If only four candidates ran for president, Jokowi is projected to get nearly 41 percent, more than double the 19.3 percent extrapolated share for general-turned-resources tycoon Prabowo, and even smaller results for billionaire Golkar head Aburizal Bakrie and retired armed forces commander Wiranto. So wipe that snicker off your face.
Already, there are moves within the Indonesian Democratic Party of Struggle (PDI-P by its Bahasa initials), the lead opposition group, to position Jokowi as its presidential candidate, instead of party leader and past Indonesian president Megawati Sukarnoputri, daughter of the nation’s late founding father Sukarno.
Those scratching their heads over Jokowi’s leap from darkest Solo to dazzling Jakarta and perhaps the presidential palace, should look back no further than the last race to the top.
In 2004, then Coordinating Minister for Political and Security Affairs Susilo Bambang Yudhoyono looked set for humiliation in challenging his boss, then-President Megawati, who had succeeded in 2001 after her predecessor Abdurrahman Wahid was impeached.

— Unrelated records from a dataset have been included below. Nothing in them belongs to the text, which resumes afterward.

//! Config command - manage configuration.

use std::fs;
use std::path::{Path, PathBuf};

use clap::{Args, Subcommand};
use console::style;

use shiplabel_core::LabelConfig;

use super::config_path;

/// Arguments for the config command.
#[derive(Args)]
pub struct ConfigArgs {
    #[command(subcommand)]
    command: ConfigCommand,
}

#[derive(Subcommand)]
enum ConfigCommand {
    /// Show current configuration
    Show,

    /// Initialize a new configuration file
    Init(InitArgs),

    /// Get a specific configuration value
    Get {
        /// Configuration key (e.g., "extraction.piece_count_strategy")
        key: String,
    },

    /// Set a configuration value
    Set {
        /// Configuration key
        key: String,
        /// New value
        value: String,
    },

    /// Show configuration file path
    Path,
}

#[derive(Args)]
struct InitArgs {
    /// Output path for configuration file
    #[arg(short, long)]
    output: Option<PathBuf>,

    /// Overwrite existing file
    #[arg(long)]
    force: bool,
}

pub async fn run(args: ConfigArgs, explicit: Option<&str>) -> anyhow::Result<()> {
    let path = config_path(explicit);
    match args.command {
        ConfigCommand::Show => show_config(&path),
        ConfigCommand::Init(init_args) => init_config(init_args, &path),
        ConfigCommand::Get { key } => get_config(&path, &key),
        ConfigCommand::Set { key, value } => set_config(&path, &key, &value),
        ConfigCommand::Path => show_path(&path),
    }
}

fn load_or_default(path: &Path) -> anyhow::Result<LabelConfig> {
    if path.exists() {
        Ok(LabelConfig::from_file(path)?)
    } else {
        Ok(LabelConfig::default())
    }
}

fn show_config(path: &Path) -> anyhow::Result<()> {
    if !path.exists() {
        println!(
            "{} No config file found, showing defaults.",
            style("ℹ").blue()
        );
    }
    let config = load_or_default(path)?;

    println!("{}", serde_json::to_string_pretty(&config)?);

    Ok(())
}

fn init_config(args: InitArgs, path: &Path) -> anyhow::Result<()> {
    let output_path = args.output.unwrap_or_else(|| path.to_path_buf());

    if output_path.exists() && !args.force {
        anyhow::bail!(
            "Config file already exists at {}. Use --force to overwrite.",
            output_path.display()
        );
    }

    if let Some(parent) = output_path.parent() {
        fs::create_dir_all(parent)?;
    }

    LabelConfig::default().save(&output_path)?;

    println!(
        "{} Created configuration file at {}",
        style("✓").green(),
        output_path.display()
    );

    Ok(())
}

/// Look up a dotted key in the JSON form of `config`.
fn lookup(config: &LabelConfig, key: &str) -> anyhow::Result<serde_json::Value> {
    let json = serde_json::to_value(config)?;
    let mut current = &json;

    for part in key.split('.') {
        current = current
            .get(part)
            .ok_or_else(|| anyhow::anyhow!("Configuration key not found: {}", key))?;
    }

    Ok(current.clone())
}

/// Set a dotted key, re-validating the whole configuration.
fn assign(config: &LabelConfig, key: &str, value: serde_json::Value) -> anyhow::Result<LabelConfig> {
    let mut json = serde_json::to_value(config)?;
    let parts: Vec<&str> = key.split('.').collect();
    let (last, parents) = parts
        .split_last()
        .ok_or_else(|| anyhow::anyhow!("Empty configuration key"))?;

    let mut current = &mut json;
    for part in parents {
        current = current
            .get_mut(*part)
            .ok_or_else(|| anyhow::anyhow!("Configuration path not found: {}", key))?;
    }

    let object = current
        .as_object_mut()
        .ok_or_else(|| anyhow::anyhow!("Cannot set value at non-object path"))?;
    if !object.contains_key(*last) {
        anyhow::bail!("Configuration key not found: {}", key);
    }
    object.insert((*last).to_string(), value);

    serde_json::from_value(json)
        .map_err(|e| anyhow::anyhow!("Invalid value for {}: {}", key, e))
}

fn get_config(path: &Path, key: &str) -> anyhow::Result<()> {
    let config = load_or_default(path)?;
    println!("{}", serde_json::to_string_pretty(&lookup(&config, key)?)?);
    Ok(())
}

fn set_config(path: &Path, key: &str, value: &str) -> anyhow::Result<()> {
    let config = load_or_default(path)?;

    // Bare words are strings, everything else is parsed as JSON
    let parsed_value: serde_json::Value = serde_json::from_str(value)
        .unwrap_or_else(|_| serde_json::Value::String(value.to_string()));

    let config = assign(&config, key, parsed_value.clone())?;

    if let Some(parent) = path.parent() {
        fs::create_dir_all(parent)?;
    }
    config.save(path)?;

    println!(
        "{} Set {} = {}",
        style("✓").green(),
        key,
        serde_json::to_string(&parsed_value)?
    );

    Ok(())
}

fn show_path(path: &Path) -> anyhow::Result<()> {
    println!("Configuration file: {}", path.display());

    if path.exists() {
        println!("Status: {}", style("exists").green());
    } else {
        println!("Status: {}", style("not created").yellow());
        println!();
        println!("Run 'shiplabel config init' to create a configuration file.");
    }

    Ok(())
}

Yudhoyono’s Democratic Party got just 7.5 percent of votes in the April 2004 legislative elections preceding the presidential race three months later. Megawati’s PDI-P came in second with 18.5 percent, close behind the Suharto-era ruling party Golkar, with 21.6 percent.
But in the July presidential polls, Yudhoyono triumphed with 60.1 percent of the vote in the runoff election against Megawati, despite the latter’s alliance with Golkar. The likely reason: Indonesians favored the underdog against the old guard politico, possibly seeing the upstart as more likely to bring real change.
The new leader lived up to voters’ expectations by empowering the anti-corruption commission, whose efforts even led to the conviction and imprisonment of a close Yudhoyono relative. That helped SBY, as the President is popularly known by his initials, to win a second and final five-year term in 2009.
That same Indonesian leaning toward a newcomer seen to advance reform, may be behind the immense popularity of Jokowi, 52, against sixtysomethings Prabowo and Bakrie. After all, the Jakarta governor won his current post precisely by advocating reform and advancing it in the metropolis.
So if Jokowi wins next year, his innovative dynamism may, with luck, shake things up a bit nationwide and regionwide, given Indonesia’s leading position in ASEAN.
More to the point, like those earlier Malaysian and Thai aspirants, the reformist Jokowi’s equivalent ascent marks an uplifting boost for democratic reform and the rejuvenation of an open and pluralistic system.
In sum, the ongoing sea change in the region’s political leadership and culture will continue apace—with a little luck.
Roger Mitton is a Southeast Asia regional consultant and a former senior correspondent for Asiaweek magazine and The Straits Times of Singapore.